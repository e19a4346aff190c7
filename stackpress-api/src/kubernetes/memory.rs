//! In-memory cluster gateway
//!
//! Records every call and stores created objects so pipeline behavior can be
//! checked without an API server. Failures and readiness are scripted per
//! name pattern.

use std::collections::{BTreeMap, HashSet};
use std::sync::{Arc, Mutex, MutexGuard, PoisonError};

use async_trait::async_trait;
use k8s_openapi::api::apps::v1::Deployment;
use k8s_openapi::api::core::v1::{
    Namespace, PersistentVolume, PersistentVolumeClaim, Secret, Service,
};

use super::error::{K8sError, K8sResult};
use super::gateway::{ClusterGateway, GatewayConnector, WorkloadStatus};

/// Gateway operation, as recorded in the call log
#[derive(Debug, Clone, Copy, PartialEq, Eq, Hash)]
pub enum GatewayOp {
    GetNamespace,
    CreateNamespace,
    CreateVolume,
    CreateVolumeClaim,
    CreateCredentialStore,
    CreateWorkload,
    CreateNetworkEndpoint,
    GetWorkloadStatus,
}

impl GatewayOp {
    pub fn is_create(&self) -> bool {
        !matches!(self, GatewayOp::GetNamespace | GatewayOp::GetWorkloadStatus)
    }
}

/// One recorded gateway call
#[derive(Debug, Clone, PartialEq, Eq)]
pub struct RecordedCall {
    pub op: GatewayOp,
    pub name: String,
}

#[derive(Default)]
struct State {
    namespaces: HashSet<String>,
    calls: Vec<RecordedCall>,

    volumes: BTreeMap<String, PersistentVolume>,
    claims: BTreeMap<String, PersistentVolumeClaim>,
    secrets: BTreeMap<String, Secret>,
    deployments: BTreeMap<String, Deployment>,
    services: BTreeMap<String, Service>,

    failures: Vec<(GatewayOp, String)>,
    never_ready: Vec<String>,
    namespace_lookup_error: Option<String>,
    ready_after_polls: u32,
    failing_status_fetches: u32,
    status_polls: BTreeMap<String, u32>,
}

/// [`ClusterGateway`] that keeps everything in process memory
#[derive(Clone, Default)]
pub struct InMemoryGateway {
    state: Arc<Mutex<State>>,
}

impl std::fmt::Debug for InMemoryGateway {
    fn fmt(&self, f: &mut std::fmt::Formatter<'_>) -> std::fmt::Result {
        f.debug_struct("InMemoryGateway")
            .field("calls", &self.lock().calls.len())
            .finish()
    }
}

impl InMemoryGateway {
    pub fn new() -> Self {
        Self::default()
    }

    /// Pretend `name` already exists in the cluster
    pub fn with_namespace(self, name: &str) -> Self {
        self.lock().namespaces.insert(name.to_string());
        self
    }

    /// Fail `op` for any object whose name contains `pattern`
    pub fn fail_on(self, op: GatewayOp, pattern: &str) -> Self {
        self.lock().failures.push((op, pattern.to_string()));
        self
    }

    /// Make namespace lookups fail with something other than not-found
    pub fn failing_namespace_lookup(self, message: &str) -> Self {
        self.lock().namespace_lookup_error = Some(message.to_string());
        self
    }

    /// Workloads whose name contains `pattern` never report a ready replica
    pub fn never_ready(self, pattern: &str) -> Self {
        self.lock().never_ready.push(pattern.to_string());
        self
    }

    /// Each workload reports zero ready replicas for its first `polls` checks
    pub fn ready_after_polls(self, polls: u32) -> Self {
        self.lock().ready_after_polls = polls;
        self
    }

    /// The first `count` status fetches fail with a transport error
    pub fn failing_status_fetches(self, count: u32) -> Self {
        self.lock().failing_status_fetches = count;
        self
    }

    pub fn calls(&self) -> Vec<RecordedCall> {
        self.lock().calls.clone()
    }

    pub fn count(&self, op: GatewayOp) -> usize {
        self.lock().calls.iter().filter(|c| c.op == op).count()
    }

    /// Number of create calls of any kind
    pub fn create_count(&self) -> usize {
        self.lock().calls.iter().filter(|c| c.op.is_create()).count()
    }

    pub fn has_namespace(&self, name: &str) -> bool {
        self.lock().namespaces.contains(name)
    }

    pub fn volume(&self, name: &str) -> Option<PersistentVolume> {
        self.lock().volumes.get(name).cloned()
    }

    pub fn claim(&self, name: &str) -> Option<PersistentVolumeClaim> {
        self.lock().claims.get(name).cloned()
    }

    pub fn secrets(&self) -> Vec<Secret> {
        self.lock().secrets.values().cloned().collect()
    }

    pub fn deployments(&self) -> Vec<Deployment> {
        self.lock().deployments.values().cloned().collect()
    }

    pub fn deployment(&self, name: &str) -> Option<Deployment> {
        self.lock().deployments.get(name).cloned()
    }

    pub fn services(&self) -> Vec<Service> {
        self.lock().services.values().cloned().collect()
    }

    fn lock(&self) -> MutexGuard<'_, State> {
        self.state.lock().unwrap_or_else(PoisonError::into_inner)
    }

    /// Log the call, then apply any scripted failure
    fn record(&self, op: GatewayOp, name: &str) -> K8sResult<MutexGuard<'_, State>> {
        let mut state = self.lock();
        state.calls.push(RecordedCall {
            op,
            name: name.to_string(),
        });

        let scripted = state
            .failures
            .iter()
            .any(|(failing_op, pattern)| *failing_op == op && name.contains(pattern.as_str()));
        if scripted {
            return Err(K8sError::Internal(format!("scripted failure for {}", name)));
        }

        Ok(state)
    }
}

fn object_name(meta: &k8s_openapi::apimachinery::pkg::apis::meta::v1::ObjectMeta) -> String {
    meta.name.clone().unwrap_or_default()
}

#[async_trait]
impl ClusterGateway for InMemoryGateway {
    async fn get_namespace(&self, name: &str) -> K8sResult<()> {
        let state = self.record(GatewayOp::GetNamespace, name)?;
        if let Some(message) = &state.namespace_lookup_error {
            return Err(K8sError::Internal(message.clone()));
        }
        if state.namespaces.contains(name) {
            Ok(())
        } else {
            Err(K8sError::NotFound {
                kind: "Namespace".to_string(),
                name: name.to_string(),
            })
        }
    }

    async fn create_namespace(&self, namespace: &Namespace) -> K8sResult<()> {
        let name = object_name(&namespace.metadata);
        let mut state = self.record(GatewayOp::CreateNamespace, &name)?;
        state.namespaces.insert(name);
        Ok(())
    }

    async fn create_volume(&self, volume: &PersistentVolume) -> K8sResult<()> {
        let name = object_name(&volume.metadata);
        let mut state = self.record(GatewayOp::CreateVolume, &name)?;
        state.volumes.insert(name, volume.clone());
        Ok(())
    }

    async fn create_volume_claim(
        &self,
        _namespace: &str,
        claim: &PersistentVolumeClaim,
    ) -> K8sResult<()> {
        let name = object_name(&claim.metadata);
        let mut state = self.record(GatewayOp::CreateVolumeClaim, &name)?;
        state.claims.insert(name, claim.clone());
        Ok(())
    }

    async fn create_credential_store(&self, _namespace: &str, secret: &Secret) -> K8sResult<()> {
        let name = object_name(&secret.metadata);
        let mut state = self.record(GatewayOp::CreateCredentialStore, &name)?;
        state.secrets.insert(name, secret.clone());
        Ok(())
    }

    async fn create_workload(&self, _namespace: &str, deployment: &Deployment) -> K8sResult<()> {
        let name = object_name(&deployment.metadata);
        let mut state = self.record(GatewayOp::CreateWorkload, &name)?;
        state.deployments.insert(name, deployment.clone());
        Ok(())
    }

    async fn create_network_endpoint(&self, _namespace: &str, service: &Service) -> K8sResult<()> {
        let name = object_name(&service.metadata);
        let mut state = self.record(GatewayOp::CreateNetworkEndpoint, &name)?;
        state.services.insert(name, service.clone());
        Ok(())
    }

    async fn get_workload_status(
        &self,
        _namespace: &str,
        name: &str,
    ) -> K8sResult<WorkloadStatus> {
        let mut state = self.record(GatewayOp::GetWorkloadStatus, name)?;

        if state.failing_status_fetches > 0 {
            state.failing_status_fetches -= 1;
            return Err(K8sError::Internal("connection reset by peer".to_string()));
        }

        let polls = state.status_polls.entry(name.to_string()).or_insert(0);
        *polls += 1;
        let polls = *polls;

        let blocked = state.never_ready.iter().any(|p| name.contains(p.as_str()));
        let ready = !blocked && polls > state.ready_after_polls;

        Ok(WorkloadStatus {
            replicas: 1,
            ready_replicas: i32::from(ready),
        })
    }
}

/// Connector that hands out one shared [`InMemoryGateway`]
#[derive(Debug, Clone, Default)]
pub struct InMemoryConnector {
    gateway: InMemoryGateway,
    connect_error: Option<String>,
    seen_kubeconfigs: Arc<Mutex<Vec<Option<String>>>>,
}

impl InMemoryConnector {
    pub fn new(gateway: InMemoryGateway) -> Self {
        Self {
            gateway,
            ..Default::default()
        }
    }

    /// Every connect attempt fails with an invalid kubeconfig error
    pub fn failing(message: &str) -> Self {
        Self {
            connect_error: Some(message.to_string()),
            ..Default::default()
        }
    }

    pub fn gateway(&self) -> &InMemoryGateway {
        &self.gateway
    }

    /// Kubeconfig references passed to `connect`, in order
    pub fn seen_kubeconfigs(&self) -> Vec<Option<String>> {
        self.seen_kubeconfigs
            .lock()
            .unwrap_or_else(PoisonError::into_inner)
            .clone()
    }
}

#[async_trait]
impl GatewayConnector for InMemoryConnector {
    async fn connect(&self, kubeconfig: Option<&str>) -> K8sResult<Arc<dyn ClusterGateway>> {
        self.seen_kubeconfigs
            .lock()
            .unwrap_or_else(PoisonError::into_inner)
            .push(kubeconfig.map(str::to_string));

        if let Some(message) = &self.connect_error {
            return Err(K8sError::InvalidKubeconfig(message.clone()));
        }
        Ok(Arc::new(self.gateway.clone()))
    }
}
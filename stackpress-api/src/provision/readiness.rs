//! Workload readiness polling
//!
//! Blocks a provisioning pipeline until a deployment reports a ready replica.
//! Fetch errors while polling are treated as "not ready yet"; only the
//! deadline or a shutdown signal ends the wait with an error.

use std::time::Duration;

use thiserror::Error;
use tokio::sync::watch;
use tokio::time::Instant;
use tracing::{debug, info, warn};

use crate::kubernetes::{ClusterGateway, WorkloadStatus};

/// Default time between status polls
pub const DEFAULT_POLL_INTERVAL: Duration = Duration::from_secs(5);

/// Default time a workload has to become ready
pub const DEFAULT_READY_TIMEOUT: Duration = Duration::from_secs(120);

#[derive(Debug, Error)]
pub enum ReadinessError {
    /// The deadline passed without a ready replica
    #[error("not ready after {waited:?}{}", last_error_suffix(.last_error))]
    Timeout {
        waited: Duration,
        /// Most recent transient fetch failure, if any
        last_error: Option<String>,
    },

    /// The server is shutting down
    #[error("wait cancelled by shutdown")]
    Cancelled,
}

fn last_error_suffix(last_error: &Option<String>) -> String {
    match last_error {
        Some(e) => format!(" (last error: {})", e),
        None => String::new(),
    }
}

/// Polls a workload's status until it is ready or the deadline passes
#[derive(Debug, Clone)]
pub struct ReadinessPoller {
    interval: Duration,
    timeout: Duration,
    shutdown: Option<watch::Receiver<bool>>,
}

impl Default for ReadinessPoller {
    fn default() -> Self {
        Self::new(DEFAULT_POLL_INTERVAL, DEFAULT_READY_TIMEOUT)
    }
}

impl ReadinessPoller {
    pub fn new(interval: Duration, timeout: Duration) -> Self {
        Self {
            interval,
            timeout,
            shutdown: None,
        }
    }

    /// Abort waits once the receiver observes `true`
    pub fn with_shutdown(mut self, shutdown: watch::Receiver<bool>) -> Self {
        self.shutdown = Some(shutdown);
        self
    }

    pub fn interval(&self) -> Duration {
        self.interval
    }

    pub fn timeout(&self) -> Duration {
        self.timeout
    }

    /// Wait until `namespace/name` reports at least one ready replica
    pub async fn await_healthy(
        &self,
        gateway: &dyn ClusterGateway,
        namespace: &str,
        name: &str,
    ) -> Result<WorkloadStatus, ReadinessError> {
        info!(namespace = %namespace, deployment = %name, "Checking readiness for deployment");

        let deadline = Instant::now() + self.timeout;
        let mut last_error = None;

        let outcome = {
            let polling = tokio::time::timeout_at(
                deadline,
                self.poll_until_ready(gateway, namespace, name, &mut last_error),
            );
            tokio::select! {
                biased;
                _ = wait_for_shutdown(self.shutdown.clone()) => return Err(ReadinessError::Cancelled),
                result = polling => result,
            }
        };

        match outcome {
            Ok(status) => Ok(status),
            Err(_elapsed) => {
                warn!(
                    namespace = %namespace,
                    deployment = %name,
                    timeout_secs = self.timeout.as_secs(),
                    "Deployment not ready in time"
                );
                Err(ReadinessError::Timeout {
                    waited: self.timeout,
                    last_error,
                })
            }
        }
    }

    async fn poll_until_ready(
        &self,
        gateway: &dyn ClusterGateway,
        namespace: &str,
        name: &str,
        last_error: &mut Option<String>,
    ) -> WorkloadStatus {
        loop {
            match gateway.get_workload_status(namespace, name).await {
                Ok(status) if status.is_ready() => return status,
                Ok(status) => {
                    debug!(
                        deployment = %name,
                        ready_replicas = status.ready_replicas,
                        replicas = status.replicas,
                        "Deployment not ready yet"
                    );
                }
                Err(e) => {
                    warn!(deployment = %name, error = %e, "Error fetching deployment status");
                    *last_error = Some(e.to_string());
                }
            }

            tokio::time::sleep(self.interval).await;
        }
    }
}

/// Resolves once shutdown is signalled; never resolves without a receiver
async fn wait_for_shutdown(shutdown: Option<watch::Receiver<bool>>) {
    let Some(mut rx) = shutdown else {
        return std::future::pending().await;
    };

    while !*rx.borrow_and_update() {
        if rx.changed().await.is_err() {
            // Sender gone without signalling
            return std::future::pending().await;
        }
    }
}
..........
**PROBLEM DESCRIPTION:** Among the records above, repeat exactly the line with "a transport error", the line with "pub fn has_namespace(&self, name: &str)", and every line in between, and only those.

**SOLUTION:**
    /// The first `count` status fetches fail with a transport error
    pub fn failing_status_fetches(self, count: u32) -> Self {
        self.lock().failing_status_fetches = count;
        self
    }

    pub fn calls(&self) -> Vec<RecordedCall> {
        self.lock().calls.clone()
    }

    pub fn count(&self, op: GatewayOp) -> usize {
        self.lock().calls.iter().filter(|c| c.op == op).count()
    }

    /// Number of create calls of any kind
    pub fn create_count(&self) -> usize {
        self.lock().calls.iter().filter(|c| c.op.is_create()).count()
    }

    pub fn has_namespace(&self, name: &str) -> bool {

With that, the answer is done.